把缰绳交给一名矮人后,他把注意力转向四周的环境。太阳正在缓缓落下,余晖洒在湖面上,被湖水反射出耀眼的光彩,却已经无力驱赶走繁茂枝叶下蔓延的黑暗,树叶在微冷的暮风中窃窃私语,丝毫没有动物的踪迹。一股诡异的不安袭上他的心头。
狄宁找到的只言片语并没有告诉他们索拉丁的最终结局。阿尔萨斯设想他是在旅途中的某一刻沉沉睡去,不再醒来,武器和盔甲放置在身侧,被侍卫们满怀敬意和悲伤地埋葬。这是一位国王与英雄应得的体面,但听起来过于完美而不切实际。
可如果不是这样,那又是什么打倒了他呢?什么样的可怕敌人能够征服这样一位骁勇善战的领袖?在他临终时,索拉丁到底是获得了胜利与安宁,还是要面对更为悲惨的境遇?

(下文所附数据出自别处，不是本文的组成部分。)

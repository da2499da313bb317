//! Ordered name/value lists. Used for query arguments, cookies, session
//! variables and upload records. Values are byte buffers: form fields and
//! session variables may carry binary data (e.g. the resource cipher key).

use crate::encoding::{url_decode, url_encode};
use crate::error::EncodingError;

/// A single named value.
#[derive(Debug, Clone, PartialEq, Eq)]
pub struct Var {
    name: String,
    value: Vec<u8>,
}

impl Var {
    pub fn new(name: impl Into<String>, value: impl Into<Vec<u8>>) -> Self {
        Self {
            name: name.into(),
            value: value.into(),
        }
    }

    pub fn name(&self) -> &str {
        &self.name
    }

    pub fn value(&self) -> &[u8] {
        &self.value
    }

    /// Value as UTF-8, lossy. Fine for everything except binary vars,
    /// which callers access through [`Var::value`].
    pub fn value_str(&self) -> std::borrow::Cow<'_, str> {
        String::from_utf8_lossy(&self.value)
    }

    pub fn set_value(&mut self, value: impl Into<Vec<u8>>) {
        self.value = value.into();
    }

    /// Parse a `name=value` token, url-decoding both halves. A token
    /// without `=` is rejected.
    pub fn from_urlvar(tok: &str) -> Result<Self, EncodingError> {
        let (n, v) = tok.split_once('=').ok_or(EncodingError::BadEscape(0))?;
        Ok(Self {
            name: String::from_utf8_lossy(&url_decode(n.as_bytes())?).into_owned(),
            value: url_decode(v.as_bytes())?,
        })
    }

    /// Serialise as an url-encoded `name=value` line (no newline).
    pub fn to_urlvar(&self) -> String {
        format!("{}={}", url_encode(self.name.as_bytes()), url_encode(&self.value))
    }
}

/// Insertion-ordered list of [`Var`]s. Lookup returns the first match;
/// duplicate names are allowed (repeated form fields, cookies).
#[derive(Debug, Clone, Default)]
pub struct Vars {
    list: Vec<Var>,
}

impl Vars {
    pub fn new() -> Self {
        Self::default()
    }

    pub fn add(&mut self, v: Var) {
        self.list.push(v);
    }

    /// Parse and add an url-encoded `name=value` token; malformed tokens
    /// are ignored, as browsers routinely send junk.
    pub fn add_urlvar(&mut self, tok: &str) -> Option<&Var> {
        match Var::from_urlvar(tok) {
            Ok(v) => {
                self.list.push(v);
                self.list.last()
            }
            Err(_) => None,
        }
    }

    pub fn get(&self, name: &str) -> Option<&Var> {
        self.list.iter().find(|v| v.name == name)
    }

    pub fn get_mut(&mut self, name: &str) -> Option<&mut Var> {
        self.list.iter_mut().find(|v| v.name == name)
    }

    /// The `idx`-th var with the given name.
    pub fn get_nth(&self, name: &str, idx: usize) -> Option<&Var> {
        self.list.iter().filter(|v| v.name == name).nth(idx)
    }

    pub fn get_value(&self, name: &str) -> Option<&[u8]> {
        self.get(name).map(|v| v.value())
    }

    pub fn get_str(&self, name: &str) -> Option<std::borrow::Cow<'_, str>> {
        self.get(name).map(|v| v.value_str())
    }

    /// Set or replace the first var with this name.
    pub fn set(&mut self, name: &str, value: impl Into<Vec<u8>>) {
        match self.get_mut(name) {
            Some(v) => v.set_value(value),
            None => self.add(Var::new(name, value)),
        }
    }

    /// Delete the first var with this name; true when something was removed.
    pub fn del(&mut self, name: &str) -> bool {
        match self.list.iter().position(|v| v.name == name) {
            Some(i) => {
                self.list.remove(i);
                true
            }
            None => false,
        }
    }

    pub fn clear(&mut self) {
        self.list.clear();
    }

    pub fn len(&self) -> usize {
        self.list.len()
    }

    pub fn is_empty(&self) -> bool {
        self.list.is_empty()
    }

    pub fn iter(&self) -> impl Iterator<Item = &Var> {
        self.list.iter()
    }
}

#[cfg(test)]
mod tests {
    use super::*;

    #[test]
    fn test_urlvar_round_trip() {
        let v = Var::new("user name", "a&b=c");
        let line = v.to_urlvar();
        assert_eq!(line, "user+name=a%26b%3Dc");
        assert_eq!(Var::from_urlvar(&line).unwrap(), v);
    }

    #[test]
    fn test_first_match_and_nth() {
        let mut vs = Vars::new();
        vs.add(Var::new("k", "one"));
        vs.add(Var::new("k", "two"));
        assert_eq!(vs.get("k").unwrap().value(), b"one");
        assert_eq!(vs.get_nth("k", 1).unwrap().value(), b"two");
        assert!(vs.get_nth("k", 2).is_none());
    }

    #[test]
    fn test_set_replaces_first() {
        let mut vs = Vars::new();
        vs.add(Var::new("a", "1"));
        vs.set("a", "2");
        vs.set("b", "3");
        assert_eq!(vs.get_value("a").unwrap(), b"2");
        assert_eq!(vs.len(), 2);
    }

    #[test]
    fn test_bad_urlvar_ignored() {
        let mut vs = Vars::new();
        assert!(vs.add_urlvar("novalue").is_none());
        assert!(vs.is_empty());
    }
}
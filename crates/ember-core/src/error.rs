use thiserror::Error;

#[derive(Debug, Error)]
pub enum EncodingError {
    #[error("bad escape sequence at offset {0}")]
    BadEscape(usize),
    #[error("hex input has odd length {0}")]
    OddHexLength(usize),
}

#[derive(Debug, Error)]
pub enum ConfigError {
    #[error("i/o error reading config: {0}")]
    Io(#[from] std::io::Error),
    #[error("syntax error at line {line}: {reason}")]
    Syntax { line: usize, reason: String },
    #[error("missing required key: {0}")]
    Missing(String),
    #[error("bad value for {key}: {value}")]
    BadValue { key: String, value: String },
}

#[derive(Debug, Error)]
pub enum KlogError {
    #[error("i/o error: {0}")]
    Io(#[from] std::io::Error),
    #[error("log device not configured for {0}")]
    WrongSink(&'static str),
    #[error("bad log configuration: {0}")]
    BadConfig(String),
}

#[derive(Debug, Error)]
pub enum TimerError {
    #[error("system error: {0}")]
    Sys(#[from] nix::Error),
    #[error("alarm not found")]
    NotFound,
}

#[derive(Debug, Error)]
pub enum PpcError {
    #[error("i/o error: {0}")]
    Io(#[from] std::io::Error),
    #[error("peer closed the channel")]
    Closed,
    #[error("frame of {0} bytes exceeds the data size cap")]
    Oversize(usize),
    #[error("bad payload for command {cmd}: {reason}")]
    BadPayload { cmd: u8, reason: String },
    #[error("no handler registered for command {0}")]
    Unhandled(u8),
}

阿尔萨斯瞟了一眼他的朋友。狄宁好像并没有考虑这么多,他正忙着用鲜肉奖励他的坐骑,同时用矮人语对它嘀咕着什么。有那么一个瞬间,他的眼睛在渐沉的暮色中似乎显得过于明亮了。但没等阿尔萨斯好好看清楚,他就把脸转到另一边,以躲避狮鹫耸起的翅膀。当他重新转过来时,一切看起来都十分平常。
“你还好吗?”
不知何时吉安娜已经站在了他身边。离开坐骑后她似乎花了一小段时间整理自己,但那头金发依然有些凌乱。阿尔萨斯扫视了一下周围,发现其他人都忙于卸下物资,就地扎营,没有注意到这边,于是大胆地伸出手,帮她把一缕发丝拢到耳后。